# Smoked a Steelie, Bones???



## Bigjoe (Aug 13, 2011)

I smoked a Steelhead this weekend, unfortunately it was caught by a buddy. One day I'll catch my first one.  

Anyways...I marinated it 7 hrs in a Apple Juice/Soy Sauce mix. Smoked it with Cherry wood for 5 hrs and the taste is AWESOME! Just want to know how to get the pin-bones out, if possible, before I smoke the filets. Any tips sure would be appreciated.

BigJoe


----------



## phishyone1 (Jun 27, 2008)

I used pliers.............. run your fingers up filet, feel a bone, pluck it with pliers............... worked for me...........


----------



## fremar6 (Sep 28, 2010)

yes it's easy to do I used needle nose pliers got them all out that is when I catch a fish which this year looks like not going to happen again..I bet it was really good smoked. It's how I do mine also. Lucky YOU..


----------



## Bigjoe (Aug 13, 2011)

Thanks. Didn't know if they could be 'Zippered' like a Walleye or get cut out without losing a lot of meat. Pliers it is...


----------



## Lundfish (Apr 7, 2010)

I find using pliers on fresh steel and salmon or lake trout doesn't work very well. I believe if its froze then thawed would work better. I even bought a pin bone puller and it doesn't work much better but better than pliers.

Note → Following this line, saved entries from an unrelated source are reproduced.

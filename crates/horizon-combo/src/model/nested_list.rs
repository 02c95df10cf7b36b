//! The caller-supplied content model: items and groups-with-children.

use std::hash::Hash;

use thiserror::Error;

/// One top-level element of a [`NestedList`]: either a directly selectable
/// item, or a group of items behind a collapsible header.
///
/// `G` identifies groups; `I` is the selectable item type. Both are opaque
/// to the core and only need equality and a stable hash.
#[derive(Debug, Clone, PartialEq, Eq)]
pub enum NestedListEntry<G, I> {
    /// A top-level, ungrouped selectable value.
    Item(I),
    /// A named group of selectable values.
    Group {
        /// The group's identifier, shown in its header row.
        id: G,
        /// The group's children, in display order.
        items: Vec<I>,
    },
}

impl<G, I> NestedListEntry<G, I> {
    /// Returns the group identifier if this entry is a group.
    pub fn group_id(&self) -> Option<&G> {
        match self {
            Self::Item(_) => None,
            Self::Group { id, .. } => Some(id),
        }
    }

    /// Returns the group's children if this entry is a group.
    pub fn children(&self) -> Option<&[I]> {
        match self {
            Self::Item(_) => None,
            Self::Group { items, .. } => Some(items),
        }
    }
}

/// Errors reported by [`NestedList::validate`].
#[derive(Debug, Clone, PartialEq, Eq, Error)]
pub enum NestedListError {
    /// The same group identifier appears on more than one entry.
    ///
    /// Group identifiers must be unique within one list; projection and
    /// lookup-by-identifier are ambiguous otherwise.
    #[error("duplicate group identifier on entries {first} and {second}")]
    DuplicateGroup {
        /// Index of the first entry carrying the identifier.
        first: usize,
        /// Index of the offending duplicate entry.
        second: usize,
    },
}

/// An ordered sequence of top-level items and groups-with-children.
///
/// This is the caller's source of truth for the popup's content. It is
/// replaced wholesale whenever content changes; the core only reads it to
/// re-derive the popup projection.
///
/// # Caller contract
///
/// Group identifiers must be unique within a single list. [`validate`]
/// checks the contract explicitly; projection asserts it in debug builds.
/// Items may repeat freely, both across groups and at top level; an item
/// is distinguished in the popup by its `(item, group)` pair.
///
/// [`validate`]: NestedList::validate
#[derive(Debug, Clone, PartialEq, Eq)]
pub struct NestedList<G, I> {
    entries: Vec<NestedListEntry<G, I>>,
}

impl<G, I> Default for NestedList<G, I> {
    fn default() -> Self {
        Self::new()
    }
}

impl<G, I> NestedList<G, I> {
    /// Creates an empty list.
    pub fn new() -> Self {
        Self {
            entries: Vec::new(),
        }
    }

    /// Returns the number of top-level entries.
    pub fn len(&self) -> usize {
        self.entries.len()
    }

    /// Returns `true` if the list has no entries.
    pub fn is_empty(&self) -> bool {
        self.entries.is_empty()
    }

    /// Returns the entry at `index`, if any.
    pub fn get(&self, index: usize) -> Option<&NestedListEntry<G, I>> {
        self.entries.get(index)
    }

    /// Iterates the entries in order.
    pub fn iter(&self) -> std::slice::Iter<'_, NestedListEntry<G, I>> {
        self.entries.iter()
    }

    /// Appends an ungrouped item.
    pub fn push_item(&mut self, item: I) {
        self.entries.push(NestedListEntry::Item(item));
    }

    /// Appends a group with the given children.
    pub fn push_group(&mut self, id: G, items: Vec<I>) {
        self.entries.push(NestedListEntry::Group { id, items });
    }
}

impl<G: Eq + Hash, I> NestedList<G, I> {
    /// Checks the caller contract that group identifiers are unique within
    /// this list.
    ///
    /// The data sources do not call this on every replacement; it exists
    /// so callers assembling lists from dynamic data can fail loudly
    /// instead of feeding an ambiguous list to the projection engine.
    pub fn validate(&self) -> Result<(), NestedListError> {
        let mut seen: std::collections::HashMap<&G, usize> = std::collections::HashMap::new();
        for (index, entry) in self.entries.iter().enumerate() {
            if let Some(id) = entry.group_id() {
                if let Some(&first) = seen.get(id) {
                    return Err(NestedListError::DuplicateGroup {
                        first,
                        second: index,
                    });
                }
                seen.insert(id, index);
            }
        }
        Ok(())
    }

    /// Returns the index of the entry for the group with the given
    /// identifier, if present.
    pub fn index_of_group(&self, id: &G) -> Option<usize> {
        self.entries
            .iter()
            .position(|entry| entry.group_id() == Some(id))
    }
}

impl<G, I> From<Vec<NestedListEntry<G, I>>> for NestedList<G, I> {
    fn from(entries: Vec<NestedListEntry<G, I>>) -> Self {
        Self { entries }
    }
}

impl<G, I> FromIterator<NestedListEntry<G, I>> for NestedList<G, I> {
    fn from_iter<T: IntoIterator<Item = NestedListEntry<G, I>>>(iter: T) -> Self {
        Self {
            entries: iter.into_iter().collect(),
        }
    }
}

impl<'a, G, I> IntoIterator for &'a NestedList<G, I> {
    type Item = &'a NestedListEntry<G, I>;
    type IntoIter = std::slice::Iter<'a, NestedListEntry<G, I>>;

    fn into_iter(self) -> Self::IntoIter {
        self.entries.iter()
    }
}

I use a very sharp knife after its filleted and cut them out just like going around the rib cage. You get to know how they're shaped and just pull out the strip. Very minimal waste of meat when you get good at it. It still takes me a while sometimes though.

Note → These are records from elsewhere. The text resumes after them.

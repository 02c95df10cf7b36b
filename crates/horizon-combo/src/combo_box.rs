//! The popup controller: visibility state and activation routing.
//!
//! [`ComboBox`] is the view-agnostic control logic that sits between the
//! host's widgets and a data source. The host's view layer renders the
//! selection surface and the popup; this controller decides *when* the
//! popup is up, announces its lifecycle, and turns row activations into
//! the right mix of expansion toggles, selection commits, and dismissals.
//!
//! # Signals
//!
//! - `popup_will_show` / `popup_did_show`: emitted around the popup
//!   becoming visible
//! - `popup_will_dismiss` / `popup_did_dismiss`: emitted around the popup
//!   being hidden
//!
//! All four are best-effort hooks for the view collaborator: they are
//! emitted synchronously, nothing is consumed back, and any presentation
//! animation the collaborator runs is its own fire-and-forget concern;
//! the controller's state is already updated when the hooks fire.

use horizon_combo_core::{Signal, ThreadAffinity};

use crate::model::RowLocation;
use crate::source::{Activation, ComboBoxDataSource};

/// A combo box control: a data source plus popup visibility.
///
/// # Example
///
/// ```
/// use horizon_combo::combo_box::ComboBox;
/// use horizon_combo::model::{NestedList, RowLocation};
/// use horizon_combo::source::expandable::{
///     DiffableExpandableDataSource, ExpandableDataSource,
/// };
///
/// let mut source = DiffableExpandableDataSource::new(
///     |item: Option<&String>| item.cloned().unwrap_or_else(|| "Select...".into()),
///     |_loc, group: &String, _expanded| group.clone(),
///     |_loc, item: &String, _group| item.clone(),
/// );
/// let mut list = NestedList::new();
/// list.push_group("Beta".to_string(), vec!["Lambda".to_string()]);
/// source.set_contents(list);
///
/// let mut combo = ComboBox::new(source);
/// combo.show_popup();
///
/// // Tapping the header keeps the popup open...
/// combo.activate_row(RowLocation::new(0, 0));
/// assert!(combo.is_popup_visible());
///
/// // ...tapping an item commits and dismisses.
/// combo.activate_row(RowLocation::new(0, 1));
/// assert!(!combo.is_popup_visible());
/// ```
pub struct ComboBox<D: ComboBoxDataSource> {
    data_source: D,
    popup_visible: bool,
    affinity: ThreadAffinity,

    /// Emitted just before the popup becomes visible.
    pub popup_will_show: Signal<()>,
    /// Emitted after the popup became visible.
    pub popup_did_show: Signal<()>,
    /// Emitted just before the popup is hidden.
    pub popup_will_dismiss: Signal<()>,
    /// Emitted after the popup was hidden.
    pub popup_did_dismiss: Signal<()>,
}

impl<D: ComboBoxDataSource> ComboBox<D> {
    /// Creates a controller around the given data source.
    pub fn new(data_source: D) -> Self {
        Self {
            data_source,
            popup_visible: false,
            affinity: ThreadAffinity::current(),
            popup_will_show: Signal::new(),
            popup_did_show: Signal::new(),
            popup_will_dismiss: Signal::new(),
            popup_did_dismiss: Signal::new(),
        }
    }

    /// The underlying data source.
    pub fn data_source(&self) -> &D {
        &self.data_source
    }

    /// Mutable access to the underlying data source, for content and
    /// expansion updates.
    pub fn data_source_mut(&mut self) -> &mut D {
        &mut self.data_source
    }

    /// Whether the popup is currently visible.
    pub fn is_popup_visible(&self) -> bool {
        self.popup_visible
    }

    /// Makes the popup visible, announcing the transition.
    ///
    /// Showing an already-visible popup is a no-op.
    pub fn show_popup(&mut self) {
        self.affinity.debug_assert_same_thread();
        if self.popup_visible {
            return;
        }
        self.popup_will_show.emit(());
        self.popup_visible = true;
        tracing::debug!(target: "horizon_combo::combo_box", "popup shown");
        self.popup_did_show.emit(());
    }

    /// Hides the popup, announcing the transition.
    ///
    /// Dismissing an already-hidden popup is a no-op.
    pub fn dismiss_popup(&mut self) {
        self.affinity.debug_assert_same_thread();
        if !self.popup_visible {
            return;
        }
        self.popup_will_dismiss.emit(());
        self.popup_visible = false;
        tracing::debug!(target: "horizon_combo::combo_box", "popup dismissed");
        self.popup_did_dismiss.emit(());
    }

    /// Toggles the popup's visibility (the tap-on-the-control gesture).
    pub fn toggle_popup(&mut self) {
        if self.popup_visible {
            self.dismiss_popup();
        } else {
            self.show_popup();
        }
    }

    /// Routes a row activation from the popup view.
    ///
    /// Group toggles keep the popup open; item activations dismiss it,
    /// whether or not they changed the selection. Stale locations are
    /// discarded. Returns the data source's routing outcome.
    pub fn activate_row(&mut self, location: RowLocation) -> Activation {
        let outcome = self.data_source.did_select_cell(location);
        match outcome {
            Activation::Selected | Activation::Dismissed => self.dismiss_popup(),
            Activation::ToggledGroup | Activation::Ignored => {}
        }
        outcome
    }

    /// The cell representing the current selection, freshly produced by
    /// the data source.
    pub fn selection_cell(&self) -> D::Cell {
        self.data_source.selection_cell()
    }
}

Heck if you smoke the meat they come out very easy. I don't like doing that on grilled fish though.


----------



## yonderfishin (Apr 9, 2006)

It would be nice not to have the bones in there but every time I smoke fish I just leave them in and pick the bones out as I am eating it , just something you get used to.


----------



## ShutUpNFish (Apr 17, 2007)

The pliers is the ticket - before smoking...However, they are much easier to remove after the fish is smoked and the bones are protruding out more from the meat of the fish. No pliers needed then.


----------



## ohiojmj (Apr 16, 2004)

Smoked at what temp? thanks.


----------



## igmire01 (Sep 13, 2009)

I don't fillet mine. I gut and cut off head & tail. Then I cut them into 1-1.25 inch steaks. When they are done, the bones are attached to the spine and come right out. Someone else told me to do it this way and have never looked back.


----------



## Shortdrift (Apr 5, 2004)

Pliers are fine if you want to spend that amount of time pulling each one. I remove them with my fillet knife and lose very little meat. You simply follow the bones down both sides to the skin then lift the strip out. You will end up with a slot in the fillet about 1/8" wide if you do it right. Don't expect tp get it perfect on your first attempt but it becomes quick and easy after a few fish.


----------



## yonderfishin (Apr 9, 2006)

ohiojmj said:


> Smoked at what temp? thanks.


I never use any thermometer but usually people agree that " cold " smoking produces best results. Let the smoke cure the meat , don't cook it with heat. You want a low temperature , dry smoke.


----------



## Lundfish (Apr 7, 2010)

Shortdrift said:


> Pliers are fine if you want to spend that amount of time pulling each one. I remove them with my fillet knife and lose very little meat. You simply follow the bones down both sides to the skin then lift the strip out. You will end up with a slot in the fillet about 1/8" wide if you do it right. Don't expect tp get it perfect on your first attempt but it becomes quick and easy after a few fish.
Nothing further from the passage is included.